### PROBLEM
Determine how many lines in the records below contain "Upstream", then state that number alone.

### RECORD SET
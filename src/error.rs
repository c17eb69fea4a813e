//! Error types for aiproxy-docs.

use axum::http::StatusCode;
use axum::response::{IntoResponse, Response};

/// Result type alias for aiproxy-docs operations.
pub type Result<T> = std::result::Result<T, Error>;

/// Main error type for aiproxy-docs.
#[derive(Debug, thiserror::Error)]
pub enum Error {
    #[error("Configuration error: {0}")]
    Config(#[from] crate::config::ConfigError),

    #[error("{0}")]
    NotFound(String),

    #[error("Proxy request failed: {0}")]
    Upstream(#[from] reqwest::Error),

    #[error("Verification failed: {0}")]
    Verify(String),

    #[error("Internal error: {0}")]
    Internal(String),
}

impl From<crate::docs::templates::UnknownTemplate> for Error {
    fn from(e: crate::docs::templates::UnknownTemplate) -> Self {
        Error::NotFound(e.to_string())
    }
}

impl Error {
    pub fn status(&self) -> StatusCode {
        match self {
            Error::Config(_) => StatusCode::INTERNAL_SERVER_ERROR,
            Error::NotFound(_) => StatusCode::NOT_FOUND,
            Error::Upstream(_) => StatusCode::BAD_GATEWAY,
            Error::Verify(_) => StatusCode::BAD_GATEWAY,
            Error::Internal(_) => StatusCode::INTERNAL_SERVER_ERROR,
        }
    }
}

impl IntoResponse for Error {
    fn into_response(self) -> Response {
        let status = self.status();

        // Return OpenAI-compatible error format
        let body = serde_json::json!({
            "error": {
                "message": self.to_string(),
                "type": "aiproxy_docs_error",
                "code": status.as_u16()
            }
        });

        (status, axum::Json(body)).into_response()
    }
}

#[cfg(test)]
mod tests {
    use super::*;

    #[tokio::test]
    async fn test_not_found_response_body() {
        let response = Error::from(crate::docs::templates::UnknownTemplate(
            "go-sdk".to_string(),
        ))
        .into_response();
        assert_eq!(response.status(), StatusCode::NOT_FOUND);

        let bytes = axum::body::to_bytes(response.into_body(), 1_048_576)
            .await
            .unwrap();
        let json: serde_json::Value = serde_json::from_slice(&bytes).unwrap();
        assert_eq!(json["error"]["message"], "Unknown sample 'go-sdk'");
        assert_eq!(json["error"]["type"], "aiproxy_docs_error");
        assert_eq!(json["error"]["code"], 404);
    }

    #[test]
    fn test_status_mapping() {
        assert_eq!(Error::Verify("x".into()).status(), StatusCode::BAD_GATEWAY);
        assert_eq!(
            Error::Internal("x".into()).status(),
            StatusCode::INTERNAL_SERVER_ERROR
        );
    }
}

### WRITTEN REPLY
2